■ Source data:
========================
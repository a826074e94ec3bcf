//! Time-of-day session windows.
//!
//! A window is written `HH:MM-HH:MM`, is half-open (`start <= t < end`) and
//! may wrap midnight (`22:00-02:00`). Equal endpoints cover the whole day.

use chrono::{NaiveDateTime, NaiveTime};
use serde::{Deserialize, Serialize};
use std::fmt;
use std::str::FromStr;

use crate::config::ConfigError;

#[derive(Debug, Clone, Copy, PartialEq, Eq, Serialize, Deserialize)]
pub struct TimeWindow {
    pub start: NaiveTime,
    pub end: NaiveTime,
}

impl TimeWindow {
    pub fn contains(&self, t: NaiveTime) -> bool {
        if self.start < self.end {
            self.start <= t && t < self.end
        } else if self.start > self.end {
            t >= self.start || t < self.end
        } else {
            true
        }
    }
}

impl FromStr for TimeWindow {
    type Err = ConfigError;

    fn from_str(s: &str) -> Result<Self, Self::Err> {
        let invalid = |reason: &str| ConfigError::InvalidWindow {
            window: s.to_string(),
            reason: reason.to_string(),
        };
        let (start, end) = s
            .split_once('-')
            .ok_or_else(|| invalid("expected HH:MM-HH:MM"))?;
        let start = NaiveTime::parse_from_str(start.trim(), "%H:%M")
            .map_err(|_| invalid("bad start time"))?;
        let end = NaiveTime::parse_from_str(end.trim(), "%H:%M")
            .map_err(|_| invalid("bad end time"))?;
        Ok(Self { start, end })
    }
}

impl fmt::Display for TimeWindow {
    fn fmt(&self, f: &mut fmt::Formatter<'_>) -> fmt::Result {
        write!(f, "{}-{}", self.start.format("%H:%M"), self.end.format("%H:%M"))
    }
}

/// Parse a list of window strings, failing on the first malformed one.
pub fn parse_windows(specs: &[String]) -> Result<Vec<TimeWindow>, ConfigError> {
    specs.iter().map(|s| s.parse()).collect()
}

/// Outcome of checking a timestamp against an allow-list and a deny-list.
#[derive(Debug, Clone, Copy, PartialEq, Eq)]
pub enum WindowGate {
    Open,
    OutsideEntryWindow,
    Excluded,
}

impl WindowGate {
    /// Reason string reported when the gate blocks an evaluation.
    pub fn reason(self) -> Option<&'static str> {
        match self {
            Self::Open => None,
            Self::OutsideEntryWindow => Some("blocked: outside entry window"),
            Self::Excluded => Some("blocked: excluded window"),
        }
    }
}

/// Allow-list and deny-list pair. An empty allow-list admits the whole day.
#[derive(Debug, Clone, Default, PartialEq)]
pub struct SessionWindows {
    pub allow: Vec<TimeWindow>,
    pub deny: Vec<TimeWindow>,
}

impl SessionWindows {
    pub fn new(allow: Vec<TimeWindow>, deny: Vec<TimeWindow>) -> Self {
        Self { allow, deny }
    }

    pub fn gate(&self, ts: NaiveDateTime) -> WindowGate {
        let t = ts.time();
        if !self.allow.is_empty() && !self.allow.iter().any(|w| w.contains(t)) {
            return WindowGate::OutsideEntryWindow;
        }
        if self.deny.iter().any(|w| w.contains(t)) {
            return WindowGate::Excluded;
        }
        WindowGate::Open
    }
}

#[cfg(test)]
mod tests {
    use super::*;

    fn t(h: u32, m: u32) -> NaiveTime {
        NaiveTime::from_hms_opt(h, m, 0).unwrap()
    }

    #[test]
    fn parse_and_display() {
        let w: TimeWindow = "08:00-10:30".parse().unwrap();
        assert_eq!(w.start, t(8, 0));
        assert_eq!(w.end, t(10, 30));
        assert_eq!(w.to_string(), "08:00-10:30");
    }

    #[test]
    fn malformed_windows_are_errors() {
        assert!("08:00".parse::<TimeWindow>().is_err());
        assert!("8am-10am".parse::<TimeWindow>().is_err());
        assert!("25:00-10:00".parse::<TimeWindow>().is_err());
        let err = parse_windows(&["08:00-09:00".into(), "x".into()]).unwrap_err();
        assert!(matches!(err, ConfigError::InvalidWindow { .. }));
    }

    #[test]
    fn half_open_bounds() {
        let w: TimeWindow = "08:00-10:00".parse().unwrap();
        assert!(w.contains(t(8, 0)));
        assert!(w.contains(t(9, 55)));
        assert!(!w.contains(t(10, 0)));
        assert!(!w.contains(t(7, 55)));
    }

    #[test]
    fn wrapping_window() {
        let w: TimeWindow = "22:00-02:00".parse().unwrap();
        assert!(w.contains(t(23, 0)));
        assert!(w.contains(t(1, 55)));
        assert!(!w.contains(t(2, 0)));
        assert!(!w.contains(t(12, 0)));
    }

    #[test]
    fn gate_checks_allow_before_deny() {
        let day = chrono::NaiveDate::from_ymd_opt(2024, 1, 2).unwrap();
        let windows = SessionWindows::new(
            vec!["08:00-12:00".parse().unwrap()],
            vec!["09:00-09:30".parse().unwrap()],
        );
        assert_eq!(windows.gate(day.and_time(t(8, 30))), WindowGate::Open);
        assert_eq!(windows.gate(day.and_time(t(9, 10))), WindowGate::Excluded);
        assert_eq!(
            windows.gate(day.and_time(t(13, 0))),
            WindowGate::OutsideEntryWindow
        );
        assert_eq!(
            WindowGate::OutsideEntryWindow.reason(),
            Some("blocked: outside entry window")
        );
    }

    #[test]
    fn empty_allow_list_admits_all_day() {
        let day = chrono::NaiveDate::from_ymd_opt(2024, 1, 2).unwrap();
        let windows = SessionWindows::default();
        assert_eq!(windows.gate(day.and_time(t(3, 0))), WindowGate::Open);
    }
}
========================
■ Required work:
Each line above should be reproduced exactly, with nothing omitted.

■ Output below:
repository a826074e94ec3bcf
//! Time-of-day session windows.
//!
//! A window is written `HH:MM-HH:MM`, is half-open (`start <= t < end`) and
//! may wrap midnight (`22:00-02:00`). Equal endpoints cover the whole day.

use chrono::{NaiveDateTime, NaiveTime};
use serde::{Deserialize, Serialize};
use std::fmt;
use std::str::FromStr;

use crate::config::ConfigError;

#[derive(Debug, Clone, Copy, PartialEq, Eq, Serialize, Deserialize)]
pub struct TimeWindow {
    pub start: NaiveTime,
    pub end: NaiveTime,
}

impl TimeWindow {
    pub fn contains(&self, t: NaiveTime) -> bool {
        if self.start < self.end {
            self.start <= t && t < self.end
        } else if self.start > self.end {
            t >= self.start || t < self.end
        } else {
            true
        }
    }
}

impl FromStr for TimeWindow {
    type Err = ConfigError;

    fn from_str(s: &str) -> Result<Self, Self::Err> {
        let invalid = |reason: &str| ConfigError::InvalidWindow {
            window: s.to_string(),
            reason: reason.to_string(),
        };
        let (start, end) = s
            .split_once('-')
            .ok_or_else(|| invalid("expected HH:MM-HH:MM"))?;
        let start = NaiveTime::parse_from_str(start.trim(), "%H:%M")
            .map_err(|_| invalid("bad start time"))?;
        let end = NaiveTime::parse_from_str(end.trim(), "%H:%M")
            .map_err(|_| invalid("bad end time"))?;
        Ok(Self { start, end })
    }
}

impl fmt::Display for TimeWindow {
    fn fmt(&self, f: &mut fmt::Formatter<'_>) -> fmt::Result {
        write!(f, "{}-{}", self.start.format("%H:%M"), self.end.format("%H:%M"))
    }
}

/// Parse a list of window strings, failing on the first malformed one.
pub fn parse_windows(specs: &[String]) -> Result<Vec<TimeWindow>, ConfigError> {
    specs.iter().map(|s| s.parse()).collect()
}

/// Outcome of checking a timestamp against an allow-list and a deny-list.
#[derive(Debug, Clone, Copy, PartialEq, Eq)]
pub enum WindowGate {
    Open,
    OutsideEntryWindow,
    Excluded,
}

impl WindowGate {
    /// Reason string reported when the gate blocks an evaluation.
    pub fn reason(self) -> Option<&'static str> {
        match self {
            Self::Open => None,
            Self::OutsideEntryWindow => Some("blocked: outside entry window"),
            Self::Excluded => Some("blocked: excluded window"),
        }
    }
}

/// Allow-list and deny-list pair. An empty allow-list admits the whole day.
#[derive(Debug, Clone, Default, PartialEq)]
pub struct SessionWindows {
    pub allow: Vec<TimeWindow>,
    pub deny: Vec<TimeWindow>,
}

impl SessionWindows {
    pub fn new(allow: Vec<TimeWindow>, deny: Vec<TimeWindow>) -> Self {
        Self { allow, deny }
    }

    pub fn gate(&self, ts: NaiveDateTime) -> WindowGate {
        let t = ts.time();
        if !self.allow.is_empty() && !self.allow.iter().any(|w| w.contains(t)) {
            return WindowGate::OutsideEntryWindow;
        }
        if self.deny.iter().any(|w| w.contains(t)) {
            return WindowGate::Excluded;
        }
        WindowGate::Open
    }
}

#[cfg(test)]
mod tests {
    use super::*;

    fn t(h: u32, m: u32) -> NaiveTime {
        NaiveTime::from_hms_opt(h, m, 0).unwrap()
    }

    #[test]
    fn parse_and_display() {
        let w: TimeWindow = "08:00-10:30".parse().unwrap();
        assert_eq!(w.start, t(8, 0));
        assert_eq!(w.end, t(10, 30));
        assert_eq!(w.to_string(), "08:00-10:30");
    }

    #[test]
    fn malformed_windows_are_errors() {
        assert!("08:00".parse::<TimeWindow>().is_err());
        assert!("8am-10am".parse::<TimeWindow>().is_err());
        assert!("25:00-10:00".parse::<TimeWindow>().is_err());
        let err = parse_windows(&["08:00-09:00".into(), "x".into()]).unwrap_err();
        assert!(matches!(err, ConfigError::InvalidWindow { .. }));
    }

    #[test]
    fn half_open_bounds() {
        let w: TimeWindow = "08:00-10:00".parse().unwrap();
        assert!(w.contains(t(8, 0)));
        assert!(w.contains(t(9, 55)));
        assert!(!w.contains(t(10, 0)));
        assert!(!w.contains(t(7, 55)));
    }

    #[test]
    fn wrapping_window() {
        let w: TimeWindow = "22:00-02:00".parse().unwrap();
        assert!(w.contains(t(23, 0)));
        assert!(w.contains(t(1, 55)));
        assert!(!w.contains(t(2, 0)));
        assert!(!w.contains(t(12, 0)));
    }

    #[test]
    fn gate_checks_allow_before_deny() {
        let day = chrono::NaiveDate::from_ymd_opt(2024, 1, 2).unwrap();
        let windows = SessionWindows::new(
            vec!["08:00-12:00".parse().unwrap()],
            vec!["09:00-09:30".parse().unwrap()],
        );
        assert_eq!(windows.gate(day.and_time(t(8, 30))), WindowGate::Open);
        assert_eq!(windows.gate(day.and_time(t(9, 10))), WindowGate::Excluded);
        assert_eq!(
            windows.gate(day.and_time(t(13, 0))),
            WindowGate::OutsideEntryWindow
        );
        assert_eq!(
            WindowGate::OutsideEntryWindow.reason(),
            Some("blocked: outside entry window")
        );
    }

    #[test]
    fn empty_allow_list_admits_all_day() {
        let day = chrono::NaiveDate::from_ymd_opt(2024, 1, 2).unwrap();
        let windows = SessionWindows::default();
        assert_eq!(windows.gate(day.and_time(t(3, 0))), WindowGate::Open);
    }
}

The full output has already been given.